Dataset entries
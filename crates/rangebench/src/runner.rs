//! Timed passes over a workload

use std::time::{Duration, Instant};

use anyhow::Result;
use rangecache::{cached_range_sum, cached_update, range_sum, update, CacheStats, RangeSumCache};

use crate::workload::Query;

/// Outcome of one pass
#[derive(Debug)]
pub struct PassReport {
    /// Wall time for the whole pass
    pub elapsed: Duration,
    /// Wrapping sum of every range result, for cross-checking passes
    pub checksum: i64,
    /// Number of range queries answered
    pub ranges: usize,
    /// Number of updates applied
    pub updates: usize,
}

/// Run every query against the array directly
pub fn run_uncached(mut array: Vec<i64>, queries: &[Query]) -> Result<PassReport> {
    run(queries, |query| match *query {
        Query::Range(key) => range_sum(&array, key).map(Some),
        Query::Update { index, value } => update(&mut array, index, value).map(|_| None),
    })
}

/// Run every query through a fresh cache of `capacity` entries
pub fn run_cached(
    mut array: Vec<i64>,
    queries: &[Query],
    capacity: usize,
) -> Result<(PassReport, CacheStats)> {
    let mut cache = RangeSumCache::new(capacity)?;

    let report = run(queries, |query| match *query {
        Query::Range(key) => cached_range_sum(&mut cache, &array, key).map(Some),
        Query::Update { index, value } => {
            cached_update(&mut cache, &mut array, index, value).map(|_| None)
        }
    })?;

    Ok((report, cache.stats().clone()))
}

fn run<F>(queries: &[Query], mut step: F) -> Result<PassReport>
where
    F: FnMut(&Query) -> rangecache::Result<Option<i64>>,
{
    let mut checksum = 0i64;
    let mut ranges = 0;
    let mut updates = 0;

    let start = Instant::now();
    for query in queries {
        match step(query)? {
            Some(sum) => {
                checksum = checksum.wrapping_add(sum);
                ranges += 1;
            }
            None => updates += 1,
        }
    }

    Ok(PassReport {
        elapsed: start.elapsed(),
        checksum,
        ranges,
        updates,
    })
}
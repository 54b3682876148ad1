//! RangeBench - compares plain and cached range-sum workloads

mod runner;
mod workload;

use anyhow::Result;
use clap::Parser;
use rand::rngs::StdRng;
use rand::{Rng, SeedableRng};
use tracing::{error, info};

use crate::runner::{run_cached, run_uncached};
use crate::workload::{generate_array, generate_queries};

#[derive(Parser, Debug)]
#[command(author, version, about, long_about = None)]
struct Args {
    /// Number of array elements
    #[arg(short = 'n', long, default_value_t = 100_000)]
    size: usize,

    /// Number of queries in the workload
    #[arg(short, long, default_value_t = 50_000)]
    queries: usize,

    /// Cache capacity (number of ranges)
    #[arg(short, long, default_value_t = 1000)]
    capacity: usize,

    /// Probability that a query is a range sum rather than an update
    #[arg(short, long, default_value_t = 0.7)]
    range_ratio: f64,

    /// Largest generated element value
    #[arg(short, long, default_value_t = 1000)]
    max_value: i64,

    /// RNG seed (random when omitted)
    #[arg(short, long)]
    seed: Option<u64>,
}

fn main() -> Result<()> {
    // Initialize tracing
    tracing_subscriber::fmt()
        .with_env_filter(
            tracing_subscriber::EnvFilter::from_default_env()
                .add_directive(tracing::Level::INFO.into()),
        )
        .init();

    let args = Args::parse();

    let seed = args.seed.unwrap_or_else(|| rand::thread_rng().gen());
    info!("Starting RangeBench v{}", env!("CARGO_PKG_VERSION"));
    info!(
        size = args.size,
        queries = args.queries,
        capacity = args.capacity,
        range_ratio = args.range_ratio,
        seed,
        "generating workload"
    );

    let mut rng = StdRng::seed_from_u64(seed);
    let array = generate_array(&mut rng, args.size, args.max_value)?;
    let queries = generate_queries(
        &mut rng,
        args.size,
        args.queries,
        args.range_ratio,
        args.max_value,
    )?;

    let plain = run_uncached(array.clone(), &queries)?;
    info!(elapsed = ?plain.elapsed, "uncached pass finished");

    let (cached, stats) = run_cached(array, &queries, args.capacity)?;
    info!(elapsed = ?cached.elapsed, "cached pass finished");

    if plain.checksum != cached.checksum {
        error!(
            plain = plain.checksum,
            cached = cached.checksum,
            "cached pass returned different sums"
        );
        anyhow::bail!("checksum mismatch between uncached and cached passes");
    }

    let plain_secs = plain.elapsed.as_secs_f64();
    let cached_secs = cached.elapsed.as_secs_f64();

    println!("Workload:              {} ranges, {} updates", plain.ranges, plain.updates);
    println!("Time without cache:    {:.2} s", plain_secs);
    println!("Time with LRU cache:   {:.2} s", cached_secs);
    if cached_secs > 0.0 {
        println!("Speedup:               {:.2}x", plain_secs / cached_secs);
    }
    println!(
        "Cache:                 {} hits, {} misses ({:.1}% hit rate)",
        stats.hits(),
        stats.misses(),
        stats.hit_ratio() * 100.0
    );
    println!(
        "                       {} evictions, {} invalidations",
        stats.evictions(),
        stats.invalidations()
    );

    Ok(())
}
use criterion::{black_box, criterion_group, criterion_main, Criterion, Throughput};
use rand::rngs::StdRng;
use rand::{Rng, SeedableRng};
use rangecache::{cached_range_sum, cached_update, range_sum, RangeKey, RangeSumCache};

const ARRAY_LEN: usize = 10_000;

fn test_array() -> Vec<i64> {
    let mut rng = StdRng::seed_from_u64(7);
    (0..ARRAY_LEN).map(|_| rng.gen_range(1..=1000)).collect()
}

fn hot_keys(count: usize) -> Vec<RangeKey> {
    let mut rng = StdRng::seed_from_u64(11);
    (0..count)
        .map(|_| {
            let start = rng.gen_range(0..ARRAY_LEN);
            let end = rng.gen_range(start..ARRAY_LEN);
            RangeKey::new(start, end).unwrap()
        })
        .collect()
}

fn bench_cached_hit(c: &mut Criterion) {
    let mut group = c.benchmark_group("range_sum");
    group.sample_size(50);
    group.throughput(Throughput::Elements(1));

    let array = test_array();
    let keys = hot_keys(100);

    group.bench_function("uncached", |b| {
        let mut counter = 0;
        b.iter(|| {
            black_box(range_sum(&array, keys[counter % 100]).unwrap());
            counter += 1;
        });
    });

    group.bench_function("cached_hot", |b| {
        let mut cache = RangeSumCache::new(1000).unwrap();
        for key in &keys {
            cached_range_sum(&mut cache, &array, *key).unwrap();
        }

        let mut counter = 0;
        b.iter(|| {
            black_box(cached_range_sum(&mut cache, &array, keys[counter % 100]).unwrap());
            counter += 1;
        });
    });

    group.finish();
}

fn bench_mixed_70_30(c: &mut Criterion) {
    let mut group = c.benchmark_group("mixed");
    group.sample_size(50);
    group.throughput(Throughput::Elements(1));

    group.bench_function("70_query_30_update_cached", |b| {
        let mut array = test_array();
        let keys = hot_keys(100);
        let mut cache = RangeSumCache::new(1000).unwrap();

        let mut counter = 0usize;
        b.iter(|| {
            if counter % 10 < 7 {
                black_box(cached_range_sum(&mut cache, &array, keys[counter % 100]).unwrap());
            } else {
                cached_update(&mut cache, &mut array, (counter * 31) % ARRAY_LEN, 1).unwrap();
            }
            counter += 1;
        });
    });

    group.finish();
}

fn bench_invalidate_full_cache(c: &mut Criterion) {
    let mut group = c.benchmark_group("invalidate");
    group.sample_size(50);

    group.bench_function("scan_1000_entries_no_match", |b| {
        let mut cache = RangeSumCache::new(1000).unwrap();
        for i in 0..1000 {
            cache.put(RangeKey::single(i), 0);
        }

        b.iter(|| {
            black_box(cache.invalidate(ARRAY_LEN));
        });
    });

    group.finish();
}

criterion_group!(
    benches,
    bench_cached_hit,
    bench_mixed_70_30,
    bench_invalidate_full_cache
);
criterion_main!(benches);
//! LCD Dodger - a character LCD obstacle dodging game
//!
//! Core modules:
//! - `sim`: Deterministic game core (obstacles, pacing, scheduler, phases)
//! - `game`: Runtime that ties the core to a platform each frame
//! - `platform`: Display/joystick/indicator/clock boundary plus a headless host
//! - `settings`: Display geometry and settings loading
//! - `tuning`: Data-driven game balance

pub mod error;
pub mod game;
pub mod platform;
pub mod settings;
pub mod sim;
pub mod tuning;

pub use error::ConfigError;
pub use game::Game;
pub use settings::{DisplayGeometry, LcdPreset, Settings};
pub use tuning::{JobCadence, Tuning};

/// Game configuration constants
pub mod consts {
    /// Brightest level the warning indicator is driven to
    pub const WARNING_INTENSITY_MAX: u8 = 255;

    /// Seed used when none is given
    pub const DEFAULT_SEED: u64 = 0x5eed;
}
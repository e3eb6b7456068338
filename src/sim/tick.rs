//! Per-frame phase machine
//!
//! Runs once per frame after the scheduler has had its turn: reads the stick,
//! moves the player, checks for collisions and walks the phases.

use glam::IVec2;

use super::state::{GamePhase, Session};
use crate::consts::WARNING_INTENSITY_MAX;

/// Input for a single frame
#[derive(Debug, Clone, Copy, Default, PartialEq, Eq)]
pub struct TickInput {
    /// Clock sample for this frame (ms)
    pub now_ms: u64,
    /// Raw stick offset from its rest position
    pub deflection: IVec2,
    /// Start/restart button held
    pub button: bool,
}

/// Advance the phase machine by one frame
pub fn tick(session: &mut Session, input: &TickInput) {
    let now = input.now_ms;
    session.now_ms = now;

    let step = stick_step(input.deflection, session.tuning.joystick_deadzone);
    let deflected = step != IVec2::ZERO;
    let button_edge = session.button_edge(input.button);

    match session.phase {
        GamePhase::Setup => {
            let timed_out = session
                .tuning
                .setup_timeout_ms
                .is_some_and(|timeout| session.time_in_phase() >= timeout);
            let pushed = session.stick_trigger(deflected);
            if pushed || button_edge || timed_out {
                start_run(session, now);
            }
        }

        GamePhase::Running => {
            if step_player(session, step, now) {
                return;
            }
            if session.pacing.warning_requested {
                session.warning_level = 0;
                session.enter(GamePhase::PreDirectionChange, now);
            }
        }

        GamePhase::PreDirectionChange => {
            if step_player(session, step, now) {
                return;
            }
            let elapsed = session.time_in_phase();
            let duration = session.tuning.warning_duration_ms;
            if elapsed >= duration {
                session.direction = session.direction.reversed();
                session.pacing.complete_direction_change(now);
                session.warning_level = 0;
                log::debug!("Obstacles now moving {:?}", session.direction);
                session.enter(GamePhase::Running, now);
            } else {
                session.warning_level = warning_ramp(elapsed, duration);
            }
        }

        GamePhase::GameOver => {
            let lockout_over = session.time_in_phase() >= session.tuning.restart_lockout_ms;
            let pushed = session.stick_trigger(deflected);
            if lockout_over && (pushed || button_edge) {
                session.reset(now);
                session.enter(GamePhase::Setup, now);
            }
        }
    }
}

/// One-cell step per axis for a stick offset, zero inside the deadzone
pub fn stick_step(deflection: IVec2, deadzone: i32) -> IVec2 {
    let axis = |v: i32| {
        if v > deadzone {
            1
        } else if v < -deadzone {
            -1
        } else {
            0
        }
    };
    IVec2::new(axis(deflection.x), axis(deflection.y))
}

/// Warning indicator level `elapsed` ms into a warning of `duration` ms
pub fn warning_ramp(elapsed: u64, duration: u64) -> u8 {
    if duration == 0 || elapsed >= duration {
        return WARNING_INTENSITY_MAX;
    }
    (elapsed * WARNING_INTENSITY_MAX as u64 / duration) as u8
}

fn start_run(session: &mut Session, now: u64) {
    session.player = session.geometry.player_start();
    session.last_player_move_ms = now;
    session.pacing.restamp(now);
    session.started_ms = now;
    session.duration_ms = 0;
    session.enter(GamePhase::Running, now);
}

/// Move the player and report a collision on either side of the step.
///
/// An obstacle job may already have scrolled onto the player this frame, so
/// the cell is checked before the player leaves it as well as after.
fn step_player(session: &mut Session, step: IVec2, now: u64) -> bool {
    if check_collision(session, now) {
        return true;
    }
    move_player(session, step, now);
    check_collision(session, now)
}

fn move_player(session: &mut Session, step: IVec2, now: u64) {
    if step == IVec2::ZERO {
        return;
    }
    if now.saturating_sub(session.last_player_move_ms) < session.tuning.player_move_interval_ms {
        return;
    }
    session.last_player_move_ms = now;

    let next = session.geometry.clamp(session.player + step);
    if next != session.player {
        session.player = next;
        session.dirty = true;
    }
}

/// End the run if the player shares a cell with an obstacle
fn check_collision(session: &mut Session, now: u64) -> bool {
    let player = session.player;
    if !session.obstacles.collides_with(player.x, player.y) {
        return false;
    }
    session.duration_ms = now.saturating_sub(session.started_ms);
    session.warning_level = 0;
    session.pacing.warning_requested = false;
    // A stick held through the crash must come back to rest before it restarts
    session.stick_armed = false;
    log::info!("Collision at {} after {} ms", player, session.duration_ms);
    session.enter(GamePhase::GameOver, now);
    true
}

**WHAT YOU WILL DO:** Copy out each line of the data that has the word "Parser" in it.

**EXERCISE ANSWER:**
use clap::Parser;
#[derive(Parser, Debug)]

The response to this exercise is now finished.